'I don't think that's true,' Jack said.

'Go ask Bunny Vogel. He's the little Judas Iscariot hepped Darl do it.'

Jack blew out his breath.

'This isn't the place for it. Come to my office,' he said.

'I know you for the type man you are, Jack Vanzandt. That man next to you is a goddamn criminal,' Vernon said.

'Hey! This is a private club here. You watch your language,' Sammy Mace said.

'Get up, Jack,' Vernon said.

The man with the ponytail put his hand on top of Jack's forearm. 'It's all right. I'll walk this guy to his truck. Is that your truck there, big man?' he said.

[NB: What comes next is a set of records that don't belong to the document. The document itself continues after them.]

//! A key-value cache replicated through the group.
//!
//! Local updates are applied right away and then broadcast. Every member
//! applies the committed events of the others in delivery order.

use log::{debug, warn};
use serde::{Deserialize, Serialize};
use std::collections::{BTreeMap, HashMap};
use std::sync::{Arc, RwLock, RwLockReadGuard, RwLockWriteGuard};
use thiserror::Error;

use paxos_rs::{Receiver, Snapshot};
use px_data::{GroupMembership, MsgId, Payload, SeqNo};
use px_group::{GroupConfig, GroupErr, PaxosGroup, Transport};

use crate::config::{ConfigErr, NodeConfig};

pub type Entries = Arc<RwLock<HashMap<String, String>>>;

#[derive(Debug, Error)]
pub enum CacheErr {
    #[error("{0}")]
    Group(#[from] GroupErr),

    #[error("{0}")]
    Codec(#[from] serde_json::Error),

    #[error("{0}")]
    Config(#[from] ConfigErr),
}

#[derive(Debug, Clone, PartialEq, Eq, Serialize, Deserialize)]
pub enum CacheOp {
    Put { key: String, value: String },
    Remove { key: String },
    RemoveAll,
}

/// One cache update, tagged with the position of the member that made it.
#[derive(Debug, Clone, PartialEq, Eq, Serialize, Deserialize)]
pub struct CacheEvent {
    pub requester: u64,
    pub op: CacheOp,
}

impl CacheEvent {
    pub fn encode(&self) -> Result<Vec<u8>, serde_json::Error> {
        serde_json::to_vec(self)
    }

    pub fn decode(buf: &[u8]) -> Result<Self, serde_json::Error> {
        serde_json::from_slice(buf)
    }
}

fn write(entries: &Entries) -> RwLockWriteGuard<'_, HashMap<String, String>> {
    entries.write().unwrap_or_else(|e| e.into_inner())
}

fn read(entries: &Entries) -> RwLockReadGuard<'_, HashMap<String, String>> {
    entries.read().unwrap_or_else(|e| e.into_inner())
}

fn apply(entries: &Entries, op: &CacheOp) {
    let mut map = write(entries);
    match op {
        CacheOp::Put { key, value } => {
            map.insert(key.clone(), value.clone());
        }
        CacheOp::Remove { key } => {
            map.remove(key);
        }
        CacheOp::RemoveAll => map.clear(),
    }
}

/// Applies committed events to the local map.
pub struct ReplicatedCache {
    me: u64,
    entries: Entries,
}

impl ReplicatedCache {
    pub fn new(me: u64, entries: Entries) -> Self {
        Self { me, entries }
    }
}

impl Receiver for ReplicatedCache {
    fn receive(&mut self, seq_no: SeqNo, message: &Payload) {
        let buf = match message {
            Payload::NoOp => return,
            Payload::App(buf) => buf,
        };
        match CacheEvent::decode(buf) {
            // already applied before it was broadcast
            Ok(ev) if ev.requester == self.me => {}
            Ok(ev) => {
                debug!("apply #{} from {}: {:?}", seq_no, ev.requester, ev.op);
                apply(&self.entries, &ev.op);
            }
            Err(e) => warn!("skip #{}, not a cache event: {}", seq_no, e),
        }
    }
}

/// Local entry point of a cache member.
pub struct CacheHandle {
    me: u64,
    entries: Entries,
    group: PaxosGroup,
}

impl CacheHandle {
    pub async fn start(
        membership: GroupMembership,
        transport: Arc<dyn Transport>,
        config: GroupConfig,
    ) -> Result<Self, CacheErr> {
        let me = membership.position_in_group() as u64;
        let entries = Entries::default();
        let receiver = ReplicatedCache::new(me, entries.clone());
        let group = PaxosGroup::start(membership, transport, Box::new(receiver), config).await?;
        Ok(Self { me, entries, group })
    }

    /// Binds the UDP endpoint named by `config` and joins the group.
    pub async fn start_udp(config: &NodeConfig) -> Result<Self, CacheErr> {
        let membership = config.membership()?;
        let me = membership.position_in_group() as u64;
        let entries = Entries::default();
        let receiver = ReplicatedCache::new(me, entries.clone());
        let group = PaxosGroup::start_udp(
            config.parse_members()?,
            config.my_position,
            Box::new(receiver),
            config.group,
        )
        .await?;
        Ok(Self { me, entries, group })
    }

    async fn update(&self, op: CacheOp) -> Result<MsgId, CacheErr> {
        apply(&self.entries, &op);
        let buf = CacheEvent {
            requester: self.me,
            op,
        }
        .encode()?;
        Ok(self.group.broadcast(buf).await?)
    }

    pub async fn put(&self, key: &str, value: &str) -> Result<MsgId, CacheErr> {
        self.update(CacheOp::Put {
            key: key.to_string(),
            value: value.to_string(),
        })
        .await
    }

    pub async fn remove(&self, key: &str) -> Result<MsgId, CacheErr> {
        self.update(CacheOp::Remove {
            key: key.to_string(),
        })
        .await
    }

    pub async fn clear(&self) -> Result<MsgId, CacheErr> {
        self.update(CacheOp::RemoveAll).await
    }

    pub fn get(&self, key: &str) -> Option<String> {
        read(&self.entries).get(key).cloned()
    }

    pub fn len(&self) -> usize {
        read(&self.entries).len()
    }

    pub fn is_empty(&self) -> bool {
        self.len() == 0
    }

    /// Sorted copy of all entries.
    pub fn entries(&self) -> BTreeMap<String, String> {
        read(&self.entries)
            .iter()
            .map(|(k, v)| (k.clone(), v.clone()))
            .collect()
    }

    pub async fn status(&self) -> Result<Snapshot, CacheErr> {
        Ok(self.group.status().await?)
    }

    pub async fn close(&self) {
        self.group.close().await
    }
}
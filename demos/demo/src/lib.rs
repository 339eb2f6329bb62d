//! Demo: a replicated key-value cache on top of a Paxos group.

pub mod cache;
pub mod config;
pub mod utils;

use futures::future::join_all;
use log::{info, warn};
use std::time::{Duration, Instant};

pub use cache::{CacheErr, CacheEvent, CacheHandle, CacheOp, ReplicatedCache};
pub use config::{ConfigErr, NodeConfig, TestConfig};

/// Key written by member `position` in a scripted run.
pub fn test_key(position: usize, i: usize) -> String {
    format!("k-{}-{}", position, i)
}

/// Scripted run: puts `put_num` keys, then waits until the keys of all
/// `num` members are present. Returns true if they all showed up in time.
pub async fn run_local_cluster(
    cache: &CacheHandle,
    position: usize,
    num: usize,
    put_num: usize,
    timeout: Duration,
) -> bool {
    let start = Instant::now();
    let puts = (0..put_num).map(|i| {
        let key = test_key(position, i);
        async move { (cache.put(&key, &position.to_string()).await, key) }
    });
    for (res, key) in join_all(puts).await {
        if let Err(e) = res {
            warn!("put {} failed: {}", key, e);
            return false;
        }
    }
    info!("{} keys committed in {:?}", put_num, start.elapsed());

    let expected = (0..num).flat_map(|p| (0..put_num).map(move |i| test_key(p, i)));
    let expected = expected.collect::<Vec<_>>();
    while start.elapsed() < timeout {
        if expected.iter().all(|k| cache.get(k).is_some()) {
            info!("cluster converged in {:?}", start.elapsed());
            return true;
        }
        tokio::time::sleep(Duration::from_millis(50)).await;
    }
    warn!("timed out with {} of {} keys", cache.len(), expected.len());
    false
}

'No,' Jack said. 'Listen, Vernon. Kids get into trouble. It doesn't make it any better if the parents fight. Now-'

Vernon reached out and, with the flat of his hand, popped Jack on one cheek.

'You ain't no war hero. You just a rich man bought all the right people,' he said.

'Jack, put an end to this,' Emma said.

But Bunny Vogel had already called the sheriff's department, and Mary Beth's cruiser had been only two hundred yards from the skeet club when the dispatcher's voice came over her radio.

She turned off the highway and drove onto the grass almost to the pavilion, got out of her cruiser and slipped her baton through the ring on her belt.

She went straight for the source of the problem, Vernon Smothers.

'You're trespassing, sir… No, there won't be any debate about it. You get in your truck and drive back on the highway,' she said.

'Hey, we got the marines here,' Sammy Mace said.

'You shut up,' Mary Beth said.

'What?' Sammy said.

'In your truck, Mr Smothers,' Mary Beth said.

'Hey, what'd you just say to me?' Sammy Mace asked.

'I said you stay out of this unless you want to go to jail,' she replied.

Sammy opened his hands and made a shocked expression to the man in the ponytail.

'You believe this broad?' he asked.

'Last chance,' Mary Beth said.

'You got no right to be impolite. We're not the offending parties here,' the man in the ponytail said.

'We're out of here, Jack. Right now,' Emma said.

Mary Beth cupped her hand around Vernon's arm.

'Walk with me, sir,' she said.

But she knew it was unraveling now, in the way that dreams take you in high-speed cars over the edges of canyons and cliffs.

Sammy Mace walked up behind her and punched her with one finger between the shoulder blades.

'No cunt talks to me like that. Hey, did you hear me? I'm talking here. Turn around and look at me,' Sammy said, and punched her again with his finger.

She slipped her baton from its ring and whipped it across Sammy's left arm. Even from ten yards away, Bunny Vogel said he heard the bone break.

Sammy's face went white with pain and shock. He cradled his arm against his chest, his mouth trembling. Then he extended his right hand, like an inverted claw, toward the man in the ponytail.

'Give it to me!' he said.

Mary Beth pushed Vernon Smothers away from her.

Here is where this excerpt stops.